EXERCISE BRIEF:
Pull every line with "PartialEq" from the data below and copy it.

TASK INPUTS:
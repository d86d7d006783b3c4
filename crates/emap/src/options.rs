use std::fmt;
use std::sync::Arc;

/// A caller-supplied key normalization function.
pub type NormalizeFn<K> = Arc<dyn Fn(K) -> K + Send + Sync>;

/// How an [`EnhancedMap`](crate::EnhancedMap) normalizes keys.
pub enum NormalizeKeys<K> {
    /// Use the key type's [`DefaultNormalize`](emap_key::DefaultNormalize)
    /// impl. For [`Key`](emap_key::Key) that unboxes boxed primitives.
    Default,
    /// No normalization: keys are stored and looked up as given.
    Disabled,
    /// A custom function from raw key to normalized key.
    Custom(NormalizeFn<K>),
}

impl<K> NormalizeKeys<K> {
    pub fn custom<F>(f: F) -> Self
    where
        F: Fn(K) -> K + Send + Sync + 'static,
    {
        NormalizeKeys::Custom(Arc::new(f))
    }
}

impl<K> Default for NormalizeKeys<K> {
    fn default() -> Self {
        NormalizeKeys::Default
    }
}

impl<K> Clone for NormalizeKeys<K> {
    fn clone(&self) -> Self {
        match self {
            NormalizeKeys::Default => NormalizeKeys::Default,
            NormalizeKeys::Disabled => NormalizeKeys::Disabled,
            NormalizeKeys::Custom(f) => NormalizeKeys::Custom(Arc::clone(f)),
        }
    }
}

impl<K> fmt::Debug for NormalizeKeys<K> {
    fn fmt(&self, f: &mut fmt::Formatter<'_>) -> fmt::Result {
        match self {
            NormalizeKeys::Default => f.write_str("Default"),
            NormalizeKeys::Disabled => f.write_str("Disabled"),
            NormalizeKeys::Custom(_) => f.write_str("Custom(..)"),
        }
    }
}

/// Construction options for an [`EnhancedMap`](crate::EnhancedMap).
///
/// All three fields are optional; [`MapOptions::default`] means no initial
/// data, no default value, and the default normalization.
#[derive(Clone, Debug)]
pub struct MapOptions<K, V> {
    /// Initial key/value pairs, handed to the underlying store as given.
    /// These keys are not normalized.
    pub data: Vec<(K, V)>,
    /// Value `get` returns on a miss. `None` means misses return `None`.
    pub default: Option<V>,
    /// Key normalization strategy.
    pub normalize_keys: NormalizeKeys<K>,
}

impl<K, V> Default for MapOptions<K, V> {
    fn default() -> Self {
        Self {
            data: Vec::new(),
            default: None,
            normalize_keys: NormalizeKeys::Default,
        }
    }
}

impl<K, V> MapOptions<K, V> {
    pub fn new() -> Self {
        Self::default()
    }

    pub fn with_data(mut self, data: impl IntoIterator<Item = (K, V)>) -> Self {
        self.data = data.into_iter().collect();
        self
    }

    pub fn with_default(mut self, default: V) -> Self {
        self.default = Some(default);
        self
    }

    pub fn with_normalizer<F>(mut self, f: F) -> Self
    where
        F: Fn(K) -> K + Send + Sync + 'static,
    {
        self.normalize_keys = NormalizeKeys::custom(f);
        self
    }

    pub fn without_normalization(mut self) -> Self {
        self.normalize_keys = NormalizeKeys::Disabled;
        self
    }
}

#[cfg(test)]
mod tests {
    use super::*;

    #[test]
    fn default_options() {
        let options: MapOptions<String, i32> = MapOptions::default();
        assert!(options.data.is_empty());
        assert!(options.default.is_none());
        assert!(matches!(options.normalize_keys, NormalizeKeys::Default));
    }

    #[test]
    fn builder_sets_fields() {
        let options = MapOptions::new()
            .with_data([("a".to_string(), 1)])
            .with_default(5)
            .without_normalization();
        assert_eq!(options.data, vec![("a".to_string(), 1)]);
        assert_eq!(options.default, Some(5));
        assert!(matches!(options.normalize_keys, NormalizeKeys::Disabled));
    }

    #[test]
    fn custom_normalizer_is_kept() {
        let options: MapOptions<String, i32> =
            MapOptions::new().with_normalizer(|k: String| k.to_lowercase());
        match options.normalize_keys {
            NormalizeKeys::Custom(f) => assert_eq!(f("KEY".to_string()), "key"),
            other => panic!("unexpected strategy: {other:?}"),
        }
    }

    #[test]
    fn debug_hides_function() {
        let strategy: NormalizeKeys<u8> = NormalizeKeys::custom(|k| k);
        assert_eq!(format!("{strategy:?}"), "Custom(..)");
    }
}
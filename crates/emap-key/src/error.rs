use thiserror::Error;

use crate::key::KeyKind;

/// Errors produced by key conversions.
#[derive(Debug, Error, Clone, Copy, PartialEq, Eq)]
pub enum KeyError {
    #[error("key type mismatch: expected {expected}, found {found}")]
    TypeMismatch { expected: KeyKind, found: KeyKind },

    #[error("key is not a raw primitive: {0}")]
    NotPrimitive(KeyKind),
}

/// Result alias for key conversions.
pub type KeyResult<T> = Result<T, KeyError>;
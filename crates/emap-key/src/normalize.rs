//! The default key normalization.
//!
//! A boxed primitive and the raw primitive it wraps are different keys under
//! plain equality, but callers almost always mean the same entry. The default
//! strategy unwraps boxes and leaves everything else alone.

use std::borrow::Cow;
use std::rc::Rc;
use std::sync::Arc;

use crate::key::Key;

/// Returns `true` if `key` is a boxed bool, number, or text.
pub fn is_boxed_primitive(key: &Key) -> bool {
    key.is_boxed()
}

/// Unwrap a boxed primitive; return any other key unchanged.
///
/// Objects keep their identity; `Null`, `Absent`, symbols, and raw
/// primitives come back as they went in.
pub fn unbox_primitive(key: &Key) -> Key {
    match key {
        Key::Boxed(boxed) => Key::from(boxed.value().clone()),
        other => other.clone(),
    }
}

/// The normalization a map applies when no strategy is configured.
///
/// The provided method is the identity, so a key type with nothing to fold
/// opts in with an empty impl:
///
/// ```
/// use emap_key::DefaultNormalize;
///
/// #[derive(Clone, PartialEq, Eq, Hash)]
/// struct UserId(u64);
///
/// impl DefaultNormalize for UserId {}
///
/// assert!(UserId(7).default_normalize() == UserId(7));
/// ```
pub trait DefaultNormalize: Sized {
    fn default_normalize(self) -> Self {
        self
    }
}

impl DefaultNormalize for Key {
    fn default_normalize(self) -> Self {
        match self {
            Key::Boxed(boxed) => Key::from(boxed.into_value()),
            other => other,
        }
    }
}

macro_rules! identity_normalize {
    ($($t:ty),* $(,)?) => {
        $(impl DefaultNormalize for $t {})*
    };
}

identity_normalize!(
    bool, char, i8, i16, i32, i64, i128, isize, u8, u16, u32, u64, u128, usize,
    String, Arc<str>, Rc<str>, Box<str>, Vec<u8>,
);

impl DefaultNormalize for &str {}

impl DefaultNormalize for Cow<'_, str> {}

#[cfg(test)]
mod tests {
    use super::*;
    use crate::identity::{ObjectRef, Symbol};
    use proptest::prelude::*;

    // -----------------------------------------------------------------------
    // Boxed primitives are unwrapped
    // -----------------------------------------------------------------------

    #[test]
    fn unboxes_numbers() {
        assert_eq!(unbox_primitive(&Key::boxed(2)), Key::from(2));
    }

    #[test]
    fn unboxes_booleans() {
        assert_eq!(unbox_primitive(&Key::boxed(true)), Key::from(true));
    }

    #[test]
    fn unboxes_text() {
        assert_eq!(unbox_primitive(&Key::boxed("test")), Key::from("test"));
    }

    #[test]
    fn owned_and_borrowed_paths_agree() {
        let key = Key::boxed(4.5);
        assert_eq!(unbox_primitive(&key), key.clone().default_normalize());
    }

    // -----------------------------------------------------------------------
    // Everything else is untouched
    // -----------------------------------------------------------------------

    #[test]
    fn unequal_primitives_stay_unequal() {
        assert_ne!(unbox_primitive(&Key::from(1)), unbox_primitive(&Key::from(2)));
        assert_ne!(
            unbox_primitive(&Key::from(false)),
            unbox_primitive(&Key::from(true))
        );
        assert_ne!(unbox_primitive(&Key::from("a")), unbox_primitive(&Key::from("b")));
    }

    #[test]
    fn distinct_symbols_stay_distinct() {
        let a = Key::from(Symbol::described("test"));
        let b = Key::from(Symbol::described("test"));
        assert_ne!(unbox_primitive(&a), unbox_primitive(&b));
        assert_eq!(unbox_primitive(&a), a);
    }

    #[test]
    fn objects_keep_identity() {
        let a = Key::from(ObjectRef::new());
        let b = Key::from(ObjectRef::new());
        assert_ne!(unbox_primitive(&a), unbox_primitive(&b));
        assert_eq!(unbox_primitive(&a), a);
    }

    #[test]
    fn null_and_absent_pass_through() {
        assert_eq!(unbox_primitive(&Key::Null), Key::Null);
        assert_eq!(unbox_primitive(&Key::Absent), Key::Absent);
    }

    #[test]
    fn predicate_only_matches_boxes() {
        assert!(is_boxed_primitive(&Key::boxed("x")));
        assert!(!is_boxed_primitive(&Key::from("x")));
        assert!(!is_boxed_primitive(&Key::object()));
        assert!(!is_boxed_primitive(&Key::Null));
    }

    #[test]
    fn std_types_are_identity() {
        assert_eq!(String::from("k").default_normalize(), "k");
        assert_eq!(42u64.default_normalize(), 42);
        assert_eq!("k".default_normalize(), "k");
    }

    // -----------------------------------------------------------------------
    // Properties
    // -----------------------------------------------------------------------

    fn primitive_key() -> impl Strategy<Value = Key> {
        prop_oneof![
            any::<bool>().prop_map(Key::from),
            any::<i32>().prop_map(Key::from),
            "[a-z]{0,8}".prop_map(Key::from),
        ]
    }

    proptest! {
        #[test]
        fn boxing_then_normalizing_yields_raw(key in primitive_key()) {
            let primitive = key.clone().into_primitive().unwrap();
            prop_assert_eq!(unbox_primitive(&Key::boxed(primitive)), key);
        }

        #[test]
        fn normalization_is_idempotent(key in primitive_key(), boxed in any::<bool>()) {
            let key = if boxed {
                Key::boxed(key.into_primitive().unwrap())
            } else {
                key
            };
            let once = unbox_primitive(&key);
            prop_assert_eq!(unbox_primitive(&once), once.clone());
            prop_assert_eq!(unbox_primitive(&key), once);
        }
    }
}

WRITTEN RESPONSE:
#[derive(Debug, Error, Clone, Copy, PartialEq, Eq)]
/// #[derive(Clone, PartialEq, Eq, Hash)]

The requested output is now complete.